| # Hamilton and Airflow |
| |
| In this example, we're going to show how to run Hamilton within a Airflow task. Both tools are used to author DAGs with Python code, but they operate on different levels: |
| - **Airflow** is an orchestrator written in Python. Its purpose is to launch tasks (which can be of any kind; Python, SQL, Bash, etc.) and make sure they complete. |
| - **Hamilton** is a data transformation framework. It helps developer write Python code that is modular and reusable, and that can be executed as a DAG. |
| |
| Therefore, Hamilton allows you to write modular and easier to maintain code that can be used within or outside Airflow. This results in simpler Airflow DAG that will improve maintainability and might improve performance. |
| |
| ## File organization |
| - `/dags/hamilton/hamilton_how_to_dag.py` shows the basics of Hamilton and illustrates how to integrate with Airflow. |
| - `/dags/hamilton/absenteeism_prediction_dag.py` shows a concrete example of loading data, training a machine learning model, and evaluating it. |
| - Each example is powered by Python modules under `/plugins/function_modules` and `/plugins/absenteeism` respectively (details about this in the How-to DAG). Under `/docs`, you'll find the DAG visualization of these Hamilton modules. |
| - For the purpose of this example repository, data will be read from and written to `/plugins/data` since it is easily accessible to Airflow.

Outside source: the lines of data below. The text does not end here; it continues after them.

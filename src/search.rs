//! Listing search over regular fields and keys inside JSON fields
//!
//! Search terms are split on whitespace. Every token must match at least one
//! configured field (OR across fields, AND across tokens).

use crate::error::{JsonAdminError, JsonAdminResult};
use crate::model::ModelMeta;
use crate::path::JsonFieldPath;
use crate::query::{FieldRef, Filter, FilterCondition, Lookup, QuerySet};

/// Hook the listing view calls to apply the search box term
pub trait SearchProvider: Send + Sync {
	/// Configured standard search fields; the search box shows when non-empty
	fn search_fields(&self) -> &[String];

	/// Narrow the queryset to records matching `term`
	fn search(&self, queryset: QuerySet, term: &str) -> QuerySet;
}

#[derive(Debug, Clone, Copy, PartialEq, Eq)]
enum SearchMode {
	StartsWith,
	Exact,
	Contains,
}

impl SearchMode {
	fn lookup(self, bit: &str) -> Lookup {
		match self {
			SearchMode::StartsWith => Lookup::IStartsWith(bit.to_string()),
			SearchMode::Exact => Lookup::IExact(bit.to_string()),
			SearchMode::Contains => Lookup::IContains(bit.to_string()),
		}
	}
}

/// Split a search field into its lookup mode and name
///
/// `^name` starts-with, `=name` exact, `@name` and bare `name` contains.
fn parse_search_field(field: &str) -> (SearchMode, &str) {
	if let Some(name) = field.strip_prefix('^') {
		(SearchMode::StartsWith, name)
	} else if let Some(name) = field.strip_prefix('=') {
		(SearchMode::Exact, name)
	} else if let Some(name) = field.strip_prefix('@') {
		(SearchMode::Contains, name)
	} else {
		(SearchMode::Contains, field)
	}
}

/// Build the AND-of-ORs condition for a search term, or `None` for a blank term
fn construct_search(targets: &[(FieldRef, SearchMode)], term: &str) -> Option<FilterCondition> {
	let bits: Vec<&str> = term.split_whitespace().collect();
	if bits.is_empty() || targets.is_empty() {
		return None;
	}
	Some(FilterCondition::And(
		bits.into_iter()
			.map(|bit| {
				FilterCondition::Or(
					targets
						.iter()
						.map(|(target, mode)| {
							FilterCondition::Single(Filter::new(target.clone(), mode.lookup(bit)))
						})
						.collect(),
				)
			})
			.collect(),
	))
}

/// Search over the model's regular `search_fields`
///
/// # Examples
///
/// ```
/// use reinhardt_admin_jsonfield::{FieldKind, ModelMeta, QuerySet, SearchProvider, StandardSearch};
///
/// let meta = ModelMeta::new("people", "person").with_field("name", FieldKind::Text);
/// let search = StandardSearch::new(&meta, vec!["pk".into(), "^name".into()]);
/// assert!(search.search(QuerySet::all(), "ada").condition().is_some());
/// assert!(search.search(QuerySet::all(), "   ").condition().is_none());
/// ```
#[derive(Debug, Clone)]
pub struct StandardSearch {
	search_fields: Vec<String>,
	targets: Vec<(FieldRef, SearchMode)>,
}

impl StandardSearch {
	pub fn new(meta: &ModelMeta, search_fields: Vec<String>) -> Self {
		let targets = search_fields
			.iter()
			.map(|field| {
				let (mode, name) = parse_search_field(field);
				let path = JsonFieldPath::parse(name);
				let target = match meta.get_field(path.field()) {
					Some(base) if base.is_json() && path.has_nested() => FieldRef::Json(path),
					_ => FieldRef::Column(meta.resolve_column(name).unwrap_or(name).to_string()),
				};
				(target, mode)
			})
			.collect();
		Self {
			search_fields,
			targets,
		}
	}
}

impl SearchProvider for StandardSearch {
	fn search_fields(&self) -> &[String] {
		&self.search_fields
	}

	fn search(&self, queryset: QuerySet, term: &str) -> QuerySet {
		match construct_search(&self.targets, term) {
			Some(condition) => queryset.filter(condition),
			None => queryset,
		}
	}
}

/// Standard search extended with case-insensitive matching inside JSON fields
///
/// The JSON match set is unioned with the standard match set.
///
/// # Examples
///
/// ```
/// use reinhardt_admin_jsonfield::{FieldKind, JsonAdminError, JsonSearch, ModelMeta};
///
/// let meta = ModelMeta::new("people", "person").with_field("data", FieldKind::Json);
///
/// let search = JsonSearch::new("PersonAdmin", &meta, vec!["pk".into()], vec!["data__name__full".into()]);
/// assert!(search.is_ok());
///
/// let err = JsonSearch::new("PersonAdmin", &meta, vec![], vec!["data__name__full".into()]).unwrap_err();
/// assert!(matches!(err, JsonAdminError::SearchFieldsRequired { .. }));
/// ```
#[derive(Debug, Clone)]
pub struct JsonSearch {
	admin: String,
	standard: StandardSearch,
	json_search_fields: Vec<JsonFieldPath>,
}

impl JsonSearch {
	/// Create the search, failing when JSON paths are set without standard fields
	pub fn new(
		admin: impl Into<String>,
		meta: &ModelMeta,
		search_fields: Vec<String>,
		json_search_fields: Vec<String>,
	) -> JsonAdminResult<Self> {
		let admin = admin.into();
		if !json_search_fields.is_empty() && search_fields.is_empty() {
			return Err(JsonAdminError::SearchFieldsRequired { admin });
		}
		Ok(Self {
			admin,
			standard: StandardSearch::new(meta, search_fields),
			json_search_fields: json_search_fields
				.iter()
				.map(|path| JsonFieldPath::parse(path))
				.collect(),
		})
	}

	pub fn admin(&self) -> &str {
		&self.admin
	}

	pub fn json_search_fields(&self) -> &[JsonFieldPath] {
		&self.json_search_fields
	}
}

impl SearchProvider for JsonSearch {
	fn search_fields(&self) -> &[String] {
		self.standard.search_fields()
	}

	fn search(&self, queryset: QuerySet, term: &str) -> QuerySet {
		let search_qs = self.standard.search(queryset.clone(), term);

		let targets: Vec<(FieldRef, SearchMode)> = self
			.json_search_fields
			.iter()
			.map(|path| (FieldRef::Json(path.clone()), SearchMode::Contains))
			.collect();
		match construct_search(&targets, term) {
			Some(condition) => {
				tracing::debug!(
					admin = %self.admin,
					paths = self.json_search_fields.len(),
					"searching inside JSON fields"
				);
				search_qs.union(queryset.filter(condition))
			}
			None => search_qs,
		}
	}
}
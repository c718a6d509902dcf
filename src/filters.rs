//! List filters over keys inside JSON fields
//!
//! [`jsonfield_list_filter`] builds a filter offering every distinct value
//! observed at a JSON path, and narrowing the listing to the selected one.

use crate::error::{JsonAdminError, JsonAdminResult};
use crate::path::JsonFieldPath;
use crate::query::{Filter, Lookup, QuerySet};
use crate::store::DocumentStore;
use async_trait::async_trait;
use serde::{Deserialize, Serialize};
use serde_json::Value;
use std::collections::HashMap;
use std::str::FromStr;

/// A selectable filter option
///
/// # Examples
///
/// ```
/// use reinhardt_admin_jsonfield::FilterSpec;
///
/// let spec = FilterSpec::new("active", "true", "true");
/// assert_eq!(spec.to_query_param(), "active=true");
/// ```
#[derive(Debug, Clone, Serialize, Deserialize, PartialEq)]
pub struct FilterSpec {
	/// Query parameter carrying the selection
	pub parameter: String,
	/// Value sent when the option is selected
	pub value: String,
	/// Display text for the option
	pub display: String,
}

impl FilterSpec {
	pub fn new(
		parameter: impl Into<String>,
		value: impl Into<String>,
		display: impl Into<String>,
	) -> Self {
		Self {
			parameter: parameter.into(),
			value: value.into(),
			display: display.into(),
		}
	}

	/// Convert to query parameter format
	pub fn to_query_param(&self) -> String {
		format!("{}={}", self.parameter, self.value)
	}
}

/// Hook the listing view calls to build a filter sidebar and apply selections
#[async_trait]
pub trait ListFilter: Send + Sync {
	/// Query parameter carrying this filter's selection
	fn parameter_name(&self) -> &str;

	/// Title displayed above the choices
	fn title(&self) -> &str;

	/// Available choices
	async fn lookups(&self, store: &dyn DocumentStore) -> JsonAdminResult<Vec<FilterSpec>>;

	/// Narrow the queryset by the selected value, if any
	fn queryset(&self, value: Option<&str>, queryset: QuerySet) -> QuerySet;

	/// Check if a value is selected
	fn is_selected(&self, value: &str, current_filters: &HashMap<String, String>) -> bool {
		current_filters
			.get(self.parameter_name())
			.is_some_and(|v| v == value)
	}
}

/// Coercion applied to a selected filter value before comparing
#[derive(Debug, Clone, Copy, Default, PartialEq, Eq, Serialize, Deserialize)]
#[serde(rename_all = "snake_case")]
pub enum ValueType {
	/// Compare the selection as a JSON string
	#[default]
	Raw,
	/// `true` when the selection case-insensitively equals `"true"`, else `false`
	Bool,
}

impl ValueType {
	/// Parse an optional configured value type; `None` means [`ValueType::Raw`]
	///
	/// # Examples
	///
	/// ```
	/// use reinhardt_admin_jsonfield::ValueType;
	///
	/// assert_eq!(ValueType::parse(None).unwrap(), ValueType::Raw);
	/// assert_eq!(ValueType::parse(Some("bool")).unwrap(), ValueType::Bool);
	/// assert!(ValueType::parse(Some("int")).is_err());
	/// ```
	pub fn parse(value_type: Option<&str>) -> JsonAdminResult<Self> {
		value_type.map_or(Ok(ValueType::Raw), str::parse)
	}

	/// Coerce a selected value
	pub fn coerce(self, value: &str) -> Value {
		match self {
			ValueType::Raw => Value::String(value.to_string()),
			ValueType::Bool => Value::Bool(value.eq_ignore_ascii_case("true")),
		}
	}
}

impl FromStr for ValueType {
	type Err = JsonAdminError;

	fn from_str(s: &str) -> Result<Self, Self::Err> {
		match s {
			"bool" | "boolean" => Ok(ValueType::Bool),
			other => Err(JsonAdminError::UnsupportedValueType(other.to_string())),
		}
	}
}

/// Filter by distinct values at a key inside a JSON field
#[derive(Debug, Clone)]
pub struct JsonFieldListFilter {
	field_path: JsonFieldPath,
	parameter_name: String,
	title: String,
	value_type: ValueType,
}

impl JsonFieldListFilter {
	/// Create a filter; the title defaults to the parameter name
	pub fn new(
		field_path: impl Into<JsonFieldPath>,
		parameter_name: impl Into<String>,
		title: Option<String>,
		value_type: ValueType,
	) -> Self {
		let parameter_name = parameter_name.into();
		Self {
			field_path: field_path.into(),
			title: title.unwrap_or_else(|| parameter_name.clone()),
			parameter_name,
			value_type,
		}
	}

	pub fn field_path(&self) -> &JsonFieldPath {
		&self.field_path
	}

	pub fn value_type(&self) -> ValueType {
		self.value_type
	}
}

#[async_trait]
impl ListFilter for JsonFieldListFilter {
	fn parameter_name(&self) -> &str {
		&self.parameter_name
	}

	fn title(&self) -> &str {
		&self.title
	}

	async fn lookups(&self, store: &dyn DocumentStore) -> JsonAdminResult<Vec<FilterSpec>> {
		let values = store.distinct_values(&self.field_path).await?;
		tracing::debug!(
			path = %self.field_path,
			count = values.len(),
			"computed JSON filter lookups"
		);
		Ok(values
			.into_iter()
			.map(|value| FilterSpec::new(&self.parameter_name, value.clone(), value))
			.collect())
	}

	fn queryset(&self, value: Option<&str>, queryset: QuerySet) -> QuerySet {
		match value {
			None | Some("") => queryset,
			Some(value) => queryset.filter(Filter::json(
				self.field_path.clone(),
				Lookup::Exact(self.value_type.coerce(value)),
			)),
		}
	}
}

/// Build a filter for a JSON field path, validating the value type up front
///
/// # Examples
///
/// ```
/// use reinhardt_admin_jsonfield::{jsonfield_list_filter, ListFilter, JsonAdminError};
///
/// let filter = jsonfield_list_filter("data__active", "active", None, Some("bool")).unwrap();
/// assert_eq!(filter.title(), "active");
///
/// let err = jsonfield_list_filter("data__age", "age", None, Some("int")).unwrap_err();
/// assert!(matches!(err, JsonAdminError::UnsupportedValueType(_)));
/// ```
pub fn jsonfield_list_filter(
	field_path: &str,
	parameter_name: &str,
	title: Option<&str>,
	value_type: Option<&str>,
) -> JsonAdminResult<JsonFieldListFilter> {
	let value_type = ValueType::parse(value_type)?;
	Ok(JsonFieldListFilter::new(
		field_path,
		parameter_name,
		title.map(str::to_string),
		value_type,
	))
}
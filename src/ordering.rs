//! Listing ordering by keys inside JSON fields

use crate::model::ModelMeta;
use crate::path::JsonFieldPath;
use crate::query::OrderingExpr;

/// Hook the listing view calls to turn requested ordering into expressions
pub trait OrderingProvider: Send + Sync {
	fn ordering(&self, requested: &[String]) -> Vec<OrderingExpr>;
}

/// Ordering that sorts JSON field paths by the text value at the path
///
/// # Examples
///
/// ```
/// use reinhardt_admin_jsonfield::{FieldKind, JsonOrdering, ModelMeta, OrderingExpr, OrderingProvider};
///
/// let meta = ModelMeta::new("people", "person").with_field("data", FieldKind::Json);
/// let ordering = JsonOrdering::new(meta).ordering(&["-data__name__full".to_string(), "pk".to_string()]);
///
/// assert!(matches!(&ordering[0], OrderingExpr::JsonPath { descending: true, .. }));
/// assert_eq!(ordering[1], OrderingExpr::field("pk"));
/// ```
#[derive(Debug, Clone)]
pub struct JsonOrdering {
	meta: ModelMeta,
}

impl JsonOrdering {
	pub fn new(meta: ModelMeta) -> Self {
		Self { meta }
	}

	fn resolve(&self, entry: &str) -> OrderingExpr {
		let (descending, name) = match entry.strip_prefix('-') {
			Some(name) => (true, name),
			None => (false, entry),
		};
		let path = JsonFieldPath::parse(name);
		match self.meta.get_field(path.field()) {
			Some(field) if field.is_json() && path.has_nested() => {
				OrderingExpr::JsonPath { path, descending }
			}
			Some(_) => OrderingExpr::field(entry),
			None => {
				tracing::debug!(
					model = self.meta.model_name(),
					field = name,
					"ordering by unresolved field name"
				);
				OrderingExpr::field(entry)
			}
		}
	}
}

impl OrderingProvider for JsonOrdering {
	fn ordering(&self, requested: &[String]) -> Vec<OrderingExpr> {
		requested.iter().map(|entry| self.resolve(entry)).collect()
	}
}
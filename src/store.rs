//! Record collections the admin components read from
//!
//! A [`DocumentStore`] is the host ORM seen through the two operations the
//! JSON field helpers need: enumerating distinct values at a path and
//! fetching the records a [`QuerySet`] describes.

mod memory;
#[cfg(feature = "postgres")]
mod postgres;

pub use memory::InMemoryStore;
#[cfg(feature = "postgres")]
pub use postgres::PgDocumentStore;

use crate::error::JsonAdminResult;
use crate::model::{ModelMeta, Record};
use crate::path::JsonFieldPath;
use crate::query::QuerySet;
use async_trait::async_trait;

/// Access to the records of one model
#[async_trait]
pub trait DocumentStore: Send + Sync {
	/// Options of the model this store holds
	fn meta(&self) -> &ModelMeta;

	/// Distinct non-null text values at `path` across every record, sorted ascending
	///
	/// Sorting compares bytes (`COLLATE "C"` in PostgreSQL), so `"B"` comes
	/// before `"a"` on every backend.
	async fn distinct_values(&self, path: &JsonFieldPath) -> JsonAdminResult<Vec<String>>;

	/// Records matching the queryset, in its ordering
	async fn fetch(&self, queryset: &QuerySet) -> JsonAdminResult<Vec<Record>>;

	/// Number of records matching the queryset
	async fn count(&self, queryset: &QuerySet) -> JsonAdminResult<usize> {
		Ok(self.fetch(queryset).await?.len())
	}
}
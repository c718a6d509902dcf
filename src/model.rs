//! Model metadata and dynamic records
//!
//! The admin operates on dynamic rows (`serde_json::Value` maps) rather than
//! statically-typed models, so field resolution goes through [`ModelMeta`].

use crate::error::{JsonAdminError, JsonAdminResult};
use serde::{Deserialize, Serialize};
use serde_json::{Map, Value};

/// Alias resolving to the primary key column
pub const PK_ALIAS: &str = "pk";

/// Storage kind of a model field
#[derive(Debug, Clone, Copy, PartialEq, Eq, Serialize, Deserialize)]
#[serde(rename_all = "snake_case")]
pub enum FieldKind {
	/// Auto-incrementing or integer primary key / column
	Integer,
	/// Character or text column
	Text,
	/// Boolean column
	Boolean,
	/// JSON document column
	Json,
}

/// A single model field
#[derive(Debug, Clone, PartialEq, Eq, Serialize, Deserialize)]
pub struct FieldMeta {
	pub name: String,
	pub kind: FieldKind,
}

impl FieldMeta {
	pub fn new(name: impl Into<String>, kind: FieldKind) -> Self {
		Self {
			name: name.into(),
			kind,
		}
	}

	pub fn is_json(&self) -> bool {
		self.kind == FieldKind::Json
	}
}

/// Model options used by the admin helpers
///
/// # Examples
///
/// ```
/// use reinhardt_admin_jsonfield::{FieldKind, ModelMeta};
///
/// let meta = ModelMeta::new("people", "person")
///     .with_field("name", FieldKind::Text)
///     .with_field("data", FieldKind::Json);
///
/// assert_eq!(meta.table_name(), "people_person");
/// assert!(meta.get_field("data").unwrap().is_json());
/// assert!(meta.get_field("pk").is_none());
/// assert_eq!(meta.resolve_column("pk"), Some("id"));
/// ```
#[derive(Debug, Clone, PartialEq, Eq, Serialize, Deserialize)]
pub struct ModelMeta {
	app_label: String,
	model_name: String,
	table_name: Option<String>,
	pk_field: String,
	fields: Vec<FieldMeta>,
}

impl ModelMeta {
	/// Create model options with an integer `id` primary key
	pub fn new(app_label: impl Into<String>, model_name: impl Into<String>) -> Self {
		Self {
			app_label: app_label.into(),
			model_name: model_name.into().to_lowercase(),
			table_name: None,
			pk_field: "id".into(),
			fields: vec![FieldMeta::new("id", FieldKind::Integer)],
		}
	}

	pub fn with_field(mut self, name: impl Into<String>, kind: FieldKind) -> Self {
		let field = FieldMeta::new(name, kind);
		self.fields.retain(|f| f.name != field.name);
		self.fields.push(field);
		self
	}

	pub fn with_table_name(mut self, table_name: impl Into<String>) -> Self {
		self.table_name = Some(table_name.into());
		self
	}

	pub fn with_pk_field(mut self, name: impl Into<String>) -> Self {
		self.pk_field = name.into();
		self
	}

	pub fn app_label(&self) -> &str {
		&self.app_label
	}

	pub fn model_name(&self) -> &str {
		&self.model_name
	}

	/// Database table, defaulting to `{app_label}_{model_name}`
	pub fn table_name(&self) -> String {
		self.table_name
			.clone()
			.unwrap_or_else(|| format!("{}_{}", self.app_label, self.model_name))
	}

	pub fn pk_field(&self) -> &str {
		&self.pk_field
	}

	pub fn fields(&self) -> &[FieldMeta] {
		&self.fields
	}

	/// Look up a concrete field by name. Aliases such as `pk` do not resolve.
	pub fn get_field(&self, name: &str) -> Option<&FieldMeta> {
		self.fields.iter().find(|f| f.name == name)
	}

	/// Resolve a name or alias to a column name
	pub fn resolve_column<'a>(&'a self, name: &'a str) -> Option<&'a str> {
		if name == PK_ALIAS {
			return Some(&self.pk_field);
		}
		self.get_field(name).map(|f| f.name.as_str())
	}

	/// Names of all JSON document fields
	pub fn json_fields(&self) -> impl Iterator<Item = &FieldMeta> {
		self.fields.iter().filter(|f| f.is_json())
	}
}

/// A dynamic row: column name to value, in column order
#[derive(Debug, Clone, Default, PartialEq, Serialize, Deserialize)]
#[serde(transparent)]
pub struct Record(Map<String, Value>);

impl Record {
	pub fn new() -> Self {
		Self(Map::new())
	}

	/// Build a record from a JSON object
	///
	/// # Examples
	///
	/// ```
	/// use reinhardt_admin_jsonfield::Record;
	/// use serde_json::json;
	///
	/// let record = Record::from_value(json!({"id": 1, "data": {}})).unwrap();
	/// assert_eq!(record.get("id"), Some(&json!(1)));
	/// assert!(Record::from_value(json!([1, 2])).is_err());
	/// ```
	pub fn from_value(value: Value) -> JsonAdminResult<Self> {
		match value {
			Value::Object(map) => Ok(Self(map)),
			other => Err(JsonAdminError::Database(format!(
				"expected a row object, got {other}"
			))),
		}
	}

	pub fn get(&self, column: &str) -> Option<&Value> {
		self.0.get(column)
	}

	pub fn get_mut(&mut self, column: &str) -> Option<&mut Value> {
		self.0.get_mut(column)
	}

	/// The value of a column, inserting `Null` when absent
	pub fn entry(&mut self, column: &str) -> &mut Value {
		self.0.entry(column.to_string()).or_insert(Value::Null)
	}

	pub fn set(&mut self, column: impl Into<String>, value: Value) {
		self.0.insert(column.into(), value);
	}

	pub fn contains(&self, column: &str) -> bool {
		self.0.contains_key(column)
	}

	pub fn columns(&self) -> impl Iterator<Item = &String> {
		self.0.keys()
	}

	pub fn as_map(&self) -> &Map<String, Value> {
		&self.0
	}

	pub fn into_value(self) -> Value {
		Value::Object(self.0)
	}
}

impl From<Map<String, Value>> for Record {
	fn from(map: Map<String, Value>) -> Self {
		Self(map)
	}
}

This shouldn't be used in production settings. |
| |
| |
| ## Airflow setup |
| We will use custom Docker containers based on the [official Airflow `docker-compose.yaml`](https://airflow.apache.org/docs/apache-airflow/stable/howto/docker-compose/index.html). |
| |
| 0. git clone the Hamilton repository |
| 1. From the terminal, go to the airflow example directory `hamilton/examples/airflow/` |
| 2. Create a `.env` file with your Airflow UID using: `echo -e "AIRFLOW_UID=$(id -u)\nAIRFLOW_GID=0" > .env` |
| 3. Create the Docker containers using: `docker compose up --build` This can take a few minutes. Afterwards, your Airflow Docker containers should be running. |
| 4. Connect via `http://localhost:8080`. The default username is `airflow` and the password is `airflow` |
| |
| ## Motivation |
| 1. **Simplify Airflow DAG**. Respect the ethos of Airflow [reference](https://airflow.apache.org/docs/apache-airflow/stable/best-practices.html#communication): |
| |
| Make your DAG generate simpler structure. Every task dependency adds additional processing overhead for scheduling and execution. |
| The DAG that has simple linear structure A -> B -> C will experience less delays in task scheduling than DAG that has a deeply nested tree structure with exponentially growing number of depending tasks for example. If you can make your DAGs more linear - where at single point in execution there are as few potential candidates to run among the tasks, this will likely improve overall scheduling performance. |
| |
| |
| 3. **Separate infrastructure from data science concerns**. Airflow is responsible for orchestrating tasks and is typically owned handled by data engineers. Hamilton is responsible for authoring clean, reusable, and maintainable data transformations and is typically owned by data scientists. By integrating both tools, these two personas/teams have clearer ownership and version control over their codebases, and it can promote reusability of both Airflow and Hamilton code. Notably, one can replace dynamic Airflow DAG (generated via config) by static Airflow DAG and let Hamilton handle the dynamic data transformation requirements. This better separate the consistent Airflow infrastructure pipeline from the project specific Hamilton data transforms. On the opposite, Hamilton data transforms can be reused in Airflow pipelines to move data to power different initiatives (dashboard, app, API, etc.) greatly improving consistency. |
| |
| 4. **Write efficient Python code efficiently**. With Python being the 3rd most popular programming language in 2023, most data professionals should be able to pick up Airflow and Hamilton quickly. However, production systems are composed of multiple services (database, datawarehouse, compute cluster, cache, serverless functions, etc.) most of which are SQL-based or have a Python SDK. This puts strains on engineers that need to learn and maintain this sprawling codebase. For orchestration, Airflow **providers** standardize interactions between the airflow DAG and external systems using the Python language ([see providers](https://registry.astronomer.io/providers)). For data transformation, Hamilton **graph adapters** can automatically convert pandas code to production-grade computation engines such as Ray, Dask, Spark, Pandas on Spark (Koalas), Async Python ([see graph adapters (experimental)](https://hamilton.dagworks.io/en/latest/reference/graph-adapters/)) These graph adapters automatically provide benefits such as result caching, GPU computing or out-of-core computation. |
| |
| |
| # Notes and limitations |
| - The edits to the default Airflow `docker-compose.yaml` file include: |
| - building a custom Airflow image instead of pulling from Docker |
| - Adding a graphviz backend to the Airflow image (see `Dockerfile`) |
| - Installing Python packages in the Airflow image (see `Dockerfile`) |